Load-bearing tendon properties were also examined in the Crtap−/− mouse at 1 and 4 months of age; Crtap−/− Achilles and patellar tendons were thinner and had hypercellularity relative to their WT counterparts [73]. One-month-old Crtap−/− Achilles tendons had reduced ultimate load and linear stiffness relative to age-matched WT [73]. TEM analysis of Crtap−/− FDL, Achilles, and patellar tendons showed altered collagen fibril assembly and alignment in load-bearing tendons [73]. Further evaluation of FDL, Achilles, and patellar tendons in homozygous and heterozygous Crtap and WT mice suggest collagen cross-linking may be spatiotemporally regulated in a dose-dependent manner [73]. RNA-seq analysis of Crtap−/−Achilles tendons found increased expression of ECM glycoproteins and small leucine-rich proteoglycans (SLRPs) transcripts, with modest reduction in Col1a1 transcripts (without alterations in Col1a2, Col2a1, Col3a1, or Col9a2 expression) relative to WT [73]. These findings are potentially reflective of load-bearing tendons in a process of perpetual remodeling and repair, similar to the skeletal phenotype seen in OI [73]. Crtap−/− mice exhibited reduced activity levels, motor coordination impairments, and a reduction in grip strength relative to their WT counterparts when evaluated using the open-field assay to quantify spontaneous physical activity levels, and rotarod assay for motor coordination and for grip strength [73]. These deficits are likely attributable to both tendon pathology and muscle weakness in the Crtap−/− mouse [73].

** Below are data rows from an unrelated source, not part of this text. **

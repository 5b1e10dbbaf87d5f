//! Error types for secrets sync

use thiserror::Error;

/// Every failure a mapping resource can hit during one sync tick.
///
/// Must stay `Clone`: a failed coalesced fetch is returned to every waiter.
#[derive(Error, Debug, Clone, PartialEq, Eq)]
pub enum SyncError {
    /// Remote call failed (network, throttling, missing permission).
    #[error("Fetch error for '{secret}': {message}")]
    Fetch { secret: String, message: String },

    #[error("Secret not found: {0}")]
    NotFound(String),

    #[error("Key '{key}' not found in secret '{secret}'")]
    KeyNotFound { secret: String, key: String },

    #[error("Secret '{0}' is not a JSON object of strings")]
    TypeMismatch(String),

    #[error("Secret '{0}' cannot be imported with dataFrom: value is not a JSON object of strings")]
    NotAMap(String),

    #[error("Role '{role}' is not allowed in namespace '{namespace}'")]
    PolicyDenied { namespace: String, role: String },

    #[error("Template error: {0}")]
    Template(String),

    #[error("Invalid mapping spec: {0}")]
    InvalidSpec(String),

    #[error("Output store error: {0}")]
    Store(String),

    #[error("Configuration error: {0}")]
    Config(String),
}

impl SyncError {
    pub fn fetch(secret: impl Into<String>, message: impl std::fmt::Display) -> Self {
        SyncError::Fetch {
            secret: secret.into(),
            message: message.to_string(),
        }
    }

    /// Short reason recorded in a resource's `Failed` state.
    pub fn reason(&self) -> &'static str {
        match self {
            SyncError::Fetch { .. } => "fetch-error",
            SyncError::NotFound(_) => "secret-not-found",
            SyncError::KeyNotFound { .. } => "key-not-found",
            SyncError::TypeMismatch(_) => "type-mismatch",
            SyncError::NotAMap(_) => "not-a-map",
            SyncError::PolicyDenied { .. } => "policy-denied",
            SyncError::Template(_) => "template-error",
            SyncError::InvalidSpec(_) => "invalid-spec",
            SyncError::Store(_) => "store-error",
            SyncError::Config(_) => "config-error",
        }
    }
}

impl From<handlebars::RenderError> for SyncError {
    fn from(err: handlebars::RenderError) -> Self {
        SyncError::Template(err.to_string())
    }
}

impl From<kube::Error> for SyncError {
    fn from(err: kube::Error) -> Self {
        SyncError::Store(err.to_string())
    }
}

Implication of Collagenopathy and Future Directions

In this concise review, we have outlined several of the extra-skeletal manifestations currently characterized through the use of genetically and phenotypically heterogeneous mouse models of osteogenesis imperfecta, demonstrating the significant potential impact of OI disease-causing variants as a collagenopathy affecting multiple organ systems and tissues.

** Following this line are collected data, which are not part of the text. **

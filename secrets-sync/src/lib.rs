//! # Secrets Sync
//!
//! Keeps Kubernetes Secrets in step with AWS Secrets Manager.
//!
//! ## Components:
//! - Secret cache: remote descriptor list plus lazily fetched, version keyed values
//! - Namespace policy: which IAM roles a namespace's mapping resources may assume
//! - Resolver: literal, key, whole value and template entries into one document
//! - Reconciler: per-resource state machine, writes only on change
//!
//! ## Timers:
//! - List refresh every `list_interval` (default 300s)
//! - Sync of all mapping resources every `sync_interval` (default 120s)
//!
//! A remote change reaches the output store within `list_interval + sync_interval`.

pub mod audit;
pub mod cache;
pub mod config;
pub mod crd;
pub mod error;
pub mod kube_adapters;
pub mod mapping;
pub mod metrics;
pub mod policy;
pub mod providers;
pub mod reconciler;
pub mod resolver;
pub mod runtime;
pub mod store;
pub mod template;
pub mod testing;
pub mod types;

pub use cache::SecretCache;
pub use config::SyncConfig;
pub use error::SyncError;
pub use reconciler::{ReconcileState, Reconciler};
pub use types::*;

/// Result type for secrets sync
pub type Result<T> = std::result::Result<T, SyncError>;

A recent quality of life survey has highlighted a variety of patient concerns and symptoms such as pain, prenatal and postnatal care, and aging, as well as other organ system disturbances (neurologic, endocrine, and gastrointestinal) [87]. These areas remain to be investigated and promise to provide necessary information for more holistic therapeutic strategies for OI. As the field continues to expand, the goal of improving quality of life continues to be at the forefront of research and understanding to improve treatments available to the patient community.

With advancements in medicine, life expectancy in the world has increased, rendering aging an important area of focus [88]. This brings to light one of the larger concerns of the OI community: how aging contributes to skeletal and extra-skeletal manifestations and impact on lifespan. In the Denmark OI patient population, death is approximately 7–10 years earlier than non-OI counterparts [20, 89]. Ehlers-Danlos syndrome also has decreased survival, with both OI and EDS mortality largely due to cardiopulmonary complications [19, 20, 90]. Understanding the impact of type I collagen mutations on morbidity as a collagenopathy beyond musculoskeletal health is critical in protecting and improving OI health span, and for this mouse models are key tools.

The multiple OI mouse models described above, as well as those included in Table 1, have molecularly distinct mutations which promise to elucidate the impact OI have on multiple organ systems and tissues [5, 10]. Another important advancement in future OI research will be the generation of new mouse models that evaluate organ systems in an isolated or conditional manner, to fully understand intrinsic pathogenesis and system crosstalk. After almost 200 years since the recognition of OI, the field still has much to learn, and the use of mouse and other animal models remain essential [2].